De-growth is not a strategy
I like the ideology – even the movement – behind de-growth. But it’s simply not a viable strategy. Slowing down is part of it, of better aligning human systems with ecological processes, but human civilization also needs to keep running, and it runs on energy, highways and other infrastructure that require resources. Resources like rain, as much of our agricultural systems now rely on unpredictable water sources.
The challenges of geo-engineering
If we’re not slowing down, what alternatives do we have? More geo-engineering proposals like Rainmaker’s is one such category of alternatives.
There’s a quote from Henry Hazlitt that has stayed with me since college, comparing what he considers a “good” economist vs. a “bad” one:
The bad economist sees only what immediately strikes the eye; the good economist also looks beyond. The bad economist sees only the direct consequences of a proposed course; the good economist looks also at the longer and indirect consequences. The bad economist sees only what the effect of a given policy has been or will be on one particular group; the good economist inquires also what the effect of the policy will be on all groups
The shoe fits if we swapped “economist” for “geo-engineer” or “environmentalist” or “climate entrepreneur”. We are now forced to consider questions like:
What are the “longer and indirect consequences” of cloud seeding and enhancing precipitation? How does geo-engineering shape cultural systems?

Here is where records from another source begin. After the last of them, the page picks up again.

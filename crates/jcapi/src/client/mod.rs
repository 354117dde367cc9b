//! HTTP client for the JumpCloud API.
//!
//! All verb helpers funnel through [`JcApi::dispatch`], which performs exactly
//! one request and decodes the body into a generic JSON value.

mod dispatch;
mod operation;

pub use dispatch::RESPONSE_SIZE_LIMIT;
pub use operation::Operation;

use serde::de::DeserializeOwned;
use serde_json::Value;

use crate::Result;
use crate::types::{ApiKey, BaseUrl};

/// Client for the JumpCloud directory API.
///
/// Holds the administrator API key and the base URL. It is a plain value:
/// no connection or HTTP client is kept between calls.
#[derive(Debug, Clone)]
pub struct JcApi {
    api_key: ApiKey,
    base_url: BaseUrl,
}

impl JcApi {
    /// Create a new client for the given base URL.
    pub fn new(api_key: ApiKey, base_url: BaseUrl) -> Self {
        Self { api_key, base_url }
    }

    /// Create a new client for the production endpoint.
    pub fn with_default_url(api_key: ApiKey) -> Self {
        Self::new(api_key, BaseUrl::default())
    }

    /// Returns the API key this client authenticates with.
    pub fn api_key(&self) -> &ApiKey {
        &self.api_key
    }

    /// Returns the base URL this client is configured for.
    pub fn base_url(&self) -> &BaseUrl {
        &self.base_url
    }

    /// Fetch a single resource (GET).
    pub async fn get(&self, path: &str) -> Result<Value> {
        self.dispatch(Operation::Read.verb(), path, None).await
    }

    /// List a collection with the service's `LIST` verb.
    pub async fn list(&self, path: &str) -> Result<Value> {
        self.dispatch(Operation::List.verb(), path, None).await
    }

    /// Create a resource (POST).
    pub async fn post(&self, path: &str, body: Vec<u8>) -> Result<Value> {
        self.dispatch(Operation::Insert.verb(), path, Some(body)).await
    }

    /// Update a resource (PUT).
    pub async fn put(&self, path: &str, body: Vec<u8>) -> Result<Value> {
        self.dispatch(Operation::Update.verb(), path, Some(body)).await
    }

    /// Delete a resource (DELETE).
    pub async fn delete(&self, path: &str) -> Result<Value> {
        self.dispatch(Operation::Delete.verb(), path, None).await
    }
}

/// Decode a generic JSON value into a typed resource.
pub fn decode<T: DeserializeOwned>(value: Value) -> Result<T> {
    Ok(serde_json::from_value(value)?)
}
//! Hand-assembled JSON fragments.
//!
//! The search filter syntax wants an array of single-key objects, and write
//! bodies want booleans as quoted strings. `serde_json` produces neither from
//! plain maps, so these builders concatenate text directly. Nothing is
//! escaped: callers must validate values before passing them in.

/// `"field":["a","b"]`
pub fn json_string_array(field: &str, values: &[String]) -> String {
    let items = values
        .iter()
        .map(|v| format!("\"{}\"", v))
        .collect::<Vec<_>>()
        .join(",");
    format!("\"{}\":[{}]", field, items)
}

/// `"key":"value"`
pub fn json_key_value(key: &str, value: &str) -> String {
    format!("\"{}\":\"{}\"", key, value)
}

/// `"key":"true"` or `"key":"false"`.
///
/// The value is a quoted string, not a JSON boolean.
// TODO: confirm against the live API whether real JSON booleans are accepted.
pub fn json_key_bool(key: &str, value: bool) -> String {
    let value = if value { "true" } else { "false" };
    json_key_value(key, value)
}

/// Wrap fragments in an object: `{a,b,c}`.
pub fn json_object<I, S>(fragments: I) -> String
where
    I: IntoIterator<Item = S>,
    S: AsRef<str>,
{
    let body = fragments
        .into_iter()
        .map(|f| f.as_ref().to_string())
        .collect::<Vec<_>>()
        .join(",");
    format!("{{{}}}", body)
}

/// Search body matching users by email.
pub fn email_filter(email: &str) -> Vec<u8> {
    format!("{{\"filter\": [{{\"email\" : \"{}\"}}]}}", email).into_bytes()
}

How do we make sure we establish rules and regulations that support experimentation and innovation while also ensuring that we don’t cause more damage? How do we make sure we limit catastrophic mistakes, and how do we learn from the inevitable mistakes that will happen?
And when we use the term “sustainable”, what do we mean? What’s the time horizon?
I have no idea where any of this goes, and if we should control the weather even if we have the technologies to do so. What I do know is that it is going to be weird, and we’ll need to get comfortable with organizations being run by, as one eloquent YouTube commentator puts it: “a dude [who] has a mullet, a satellite truck & Jesus on his shirt”.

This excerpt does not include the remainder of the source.